= Horizon (archaeology) =

Distinctive type of archaeological findings over a large geographical area

In archaeology, the general meaning of horizon is a distinctive type of sediment, artefact, style, or other cultural trait that is found across a large geographical area from a limited time period. The term derives from similar ones in geology, horizon or marker horizon, but where these have natural causes, archaeological horizons are caused by humans. Most typically, there is a change in the type of pottery found and in the style of less frequent major artefacts. Across a horizon, the same type of artefact or style is found very widely over a large area, and it can be assumed that these traces are approximately contemporary.

==General==
The term is used to denote a series of stratigraphic relationships that constitute a phase or are part of the process of determining the archaeological phases of a site. An archaeological horizon can be understood as a break in contexts formed in the Harris matrix, which denotes a change in epoch on a given site by delineation in time of finds found within contexts.

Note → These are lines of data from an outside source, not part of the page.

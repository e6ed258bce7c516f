//! Durable migration state documents and their key types.

use std::collections::BTreeMap;
use std::fmt;

use chrono::{DateTime, Utc};
use serde::{Deserialize, Serialize};
use uuid::Uuid;

use crate::optime::OpTime;

/// Globally unique identifier of one migration. Primary key for the
/// instance and its state document.
#[derive(
    Debug, Clone, Copy, PartialEq, Eq, PartialOrd, Ord, Hash, Serialize, Deserialize,
)]
pub struct MigrationKey(pub Uuid);

impl MigrationKey {
    pub fn generate() -> Self {
        Self(Uuid::new_v4())
    }
}

impl fmt::Display for MigrationKey {
    fn fmt(&self, f: &mut fmt::Formatter<'_>) -> fmt::Result {
        self.0.fmt(f)
    }
}

/// Which donor member role(s) a connection may target.
#[derive(Debug, Clone, Copy, PartialEq, Eq, Serialize, Deserialize)]
pub enum ReadPreferenceMode {
    PrimaryOnly,
    SecondaryOnly,
    PrimaryPreferred,
    SecondaryPreferred,
    Nearest,
}

impl fmt::Display for ReadPreferenceMode {
    fn fmt(&self, f: &mut fmt::Formatter<'_>) -> fmt::Result {
        let name = match self {
            Self::PrimaryOnly => "primary-only",
            Self::SecondaryOnly => "secondary-only",
            Self::PrimaryPreferred => "primary-preferred",
            Self::SecondaryPreferred => "secondary-preferred",
            Self::Nearest => "nearest",
        };
        f.write_str(name)
    }
}

/// A read preference mode plus tag constraints. A member qualifies only if
/// it carries every required tag pair; an empty tag map is unconstrained.
#[derive(Debug, Clone, PartialEq, Eq, Serialize, Deserialize)]
pub struct ReadPreferencePolicy {
    pub mode: ReadPreferenceMode,
    #[serde(default)]
    pub tags: BTreeMap<String, String>,
}

impl ReadPreferencePolicy {
    pub fn new(mode: ReadPreferenceMode) -> Self {
        Self {
            mode,
            tags: BTreeMap::new(),
        }
    }

    pub fn with_tag(mut self, key: impl Into<String>, value: impl Into<String>) -> Self {
        self.tags.insert(key.into(), value.into());
        self
    }
}

/// Final durable outcome of a migration. Written at most once.
#[derive(Debug, Clone, Copy, PartialEq, Eq, Serialize, Deserialize)]
pub enum TerminalStatus {
    Completed,
    Aborted,
}

/// The durable, keyed record of one migration's progress.
///
/// Invariants: once both start positions are set they are never revised
/// and `start_fetching_position <= start_applying_position`; the terminal
/// status is written at most once. The store enforces both.
#[derive(Debug, Clone, PartialEq, Serialize, Deserialize)]
pub struct StateDocument {
    pub key: MigrationKey,
    /// Replica-set descriptor of the donor, `set/host:port,...` form.
    pub donor_address: String,
    pub tenant_id: String,
    pub read_preference: ReadPreferencePolicy,
    /// Earliest point from which the donor's log must be captured.
    pub start_fetching_position: Option<OpTime>,
    /// Point from which captured operations are actually replayed.
    pub start_applying_position: Option<OpTime>,
    pub terminal_status: Option<TerminalStatus>,
    pub started_at: DateTime<Utc>,
    pub last_updated: DateTime<Utc>,
}

impl StateDocument {
    pub fn new(
        key: MigrationKey,
        donor_address: impl Into<String>,
        tenant_id: impl Into<String>,
        read_preference: ReadPreferencePolicy,
    ) -> Self {
        let now = Utc::now();
        Self {
            key,
            donor_address: donor_address.into(),
            tenant_id: tenant_id.into(),
            read_preference,
            start_fetching_position: None,
            start_applying_position: None,
            terminal_status: None,
            started_at: now,
            last_updated: now,
        }
    }

    pub fn is_terminal(&self) -> bool {
        self.terminal_status.is_some()
    }

    pub fn has_start_positions(&self) -> bool {
        self.start_fetching_position.is_some() && self.start_applying_position.is_some()
    }
}

#[cfg(test)]
mod tests {
    use super::*;
    use crate::optime::Timestamp;

    fn doc() -> StateDocument {
        StateDocument::new(
            MigrationKey::generate(),
            "donorSet/a:27017",
            "tenantA",
            ReadPreferencePolicy::new(ReadPreferenceMode::PrimaryOnly),
        )
    }

    #[test]
    fn fresh_document_is_active_without_positions() {
        let doc = doc();
        assert!(!doc.is_terminal());
        assert!(!doc.has_start_positions());
    }

    #[test]
    fn has_start_positions_requires_both() {
        let mut doc = doc();
        doc.start_fetching_position = Some(OpTime::new(Timestamp::new(3, 1), 1));
        assert!(!doc.has_start_positions());
        doc.start_applying_position = Some(OpTime::new(Timestamp::new(5, 1), 1));
        assert!(doc.has_start_positions());
    }

    #[test]
    fn tag_builder_accumulates() {
        let policy = ReadPreferencePolicy::new(ReadPreferenceMode::SecondaryOnly)
            .with_tag("region", "east")
            .with_tag("disk", "ssd");
        assert_eq!(policy.tags.len(), 2);
        assert_eq!(policy.tags.get("region").map(String::as_str), Some("east"));
    }
}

An example of a horizon is the dark earth horizon in England, which separates Roman artefacts from medieval artefacts and which may indicate the abandonment of urban areas in Roman Britain during the 2nd to 5th centuries. The term "archaeological horizon" is sometimes, and somewhat incorrectly, used in place of the term layer or strata.

==Americas==
In the archaeology of the Americas "Horizon" terminology, used as proper names, has become used for schemes of periodization of major periods. "Horizons" are periods of cultural stability and political unity, with "Intermediate periods" covering the politically fragmented transition between them. In the periodization of pre-Columbian Peru and the Central Andes, there are three Horizon periods with two Intermediate periods between them. The Horizons and their dominant cultures are: Early Horizon, Chavin; Middle Horizon, Tiwanaku and Wari culture; Late Horizon, Inca.

The same terms (Early, Middle, and Late Horizons) are sometimes used for the Mesoamerican chronology, though there the five stages defined by Gordon Willey and Philip Phillips in 1958 remain dominant, and the Formative stage, Classic stage, and Post-Classic stage cover approximately similar periods. More commonly, lower-case horizons such as an "Olmec horizon" are referred to for the region.